Segundo ele, a chance de os novos presidentes da Câmara dos Deputados e do Senado, que serão eleitos a segunda-feira, estarem alinhadas a Bolsonaro pode dar algum alento ao governo de Bolsonaro, mas não garante um caminho tranquilo para ele até 2022 nem sua reeleição.

— A eleição dos dois favoritos do governo (na Câmara e no Senado) daria alguma margem de manobra ao presidente. Isso não significa que ele não tenha de lidar com esses enormes desafios do país — observou. — É difícil isso se ligar com as chances de reeleição em 2022.

Recuperação comprometida sem auxílio emergencial

Num momento em que a pandemia se alastra e não há mais auxílio emergencial, encerrado em dezembro, a atividade econômica deve ficar comprometida, observou:

— Recuperação em V foi inflada pelo auxílio emergencial. Agora fica a sensação que vamos entrar num buraco.

Falar em reduzir gastos em saúde assusta

O economista considerou positiva a afirmação do ministro da Economia, Paulo Guedes, de que a vacinação em massa é essencial para a recuperação da economia.

Embora reforce a necessidade de ajuste das contas públicas, considerou temerária a declaração do ministro sobre possíveis cortes em gastos como os com saúde em plena pandemia:

"Falar em reduzir gastos com saúde neste momento assusta muito. Mas isso foi plantado lá atrás (crise fiscal), agora é hora de tomar decisões difíceis".

Ele questionou o andamento de Propostas de Emenda à Constituição (PECs), como a chamada PEC Emergencial, como estratégias que poderiam ajudar neste processo:

— Dinheiro para a saúde precisa vir rápido, e (com) esse movimento no Congresso, de aprovação de PECs, não vem. Não dá para dar esse crédito ao governo.

Teto de gastos deve ser reavaliado

Ainda na seara fiscal, o ex-presidente do BC afirmou que o teto de gastos deveria ser repensado.

— O teto foi desenhado para estimular um número grande de reformas, que em geral não aconteceram. O teto foi ficando disfuncional — afirmou, lembrando que essa discussão sempre aparece quando o governo tem dificuldades de fazer ajuste nas contas.

E continuou:

— Vai ser necessário reancorar o lado fiscal, reintroduzindo metas para o saldo primário e flexibilizando um pouco o teto, que deveria crescer menos do que o PIB, mas com algum espaço de manobra.
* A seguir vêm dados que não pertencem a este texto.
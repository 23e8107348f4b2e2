use std::path::PathBuf;

use thiserror::Error;

/// A path-carrying I/O error: attaches the path a plain `std::io::Error`
/// would otherwise drop.
#[derive(Debug, Error)]
#[error("io error: {source} ({path})")]
pub struct TxrIoError {
    pub path: PathBuf,
    pub source: std::io::Error,
}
Falta a confiança do mercado

Arminio defendeu ações com a revisão de incentivos tributários, embora reconheça que não seria suficiente para adequar as contas públicas ao teto.

O economista lembrou que, em situações em que o aumento do gasto público é inevitável, o governo precisa adotar uma posta de equilíbrio para dar uma boa sinalização ao mercado, como forma de preservar as condições de financiamento.

— Para ter credibilidade e gastar mais, ainda que seja um gasto temporário, o governo deveria ter feito esforço (fiscal) dobrado.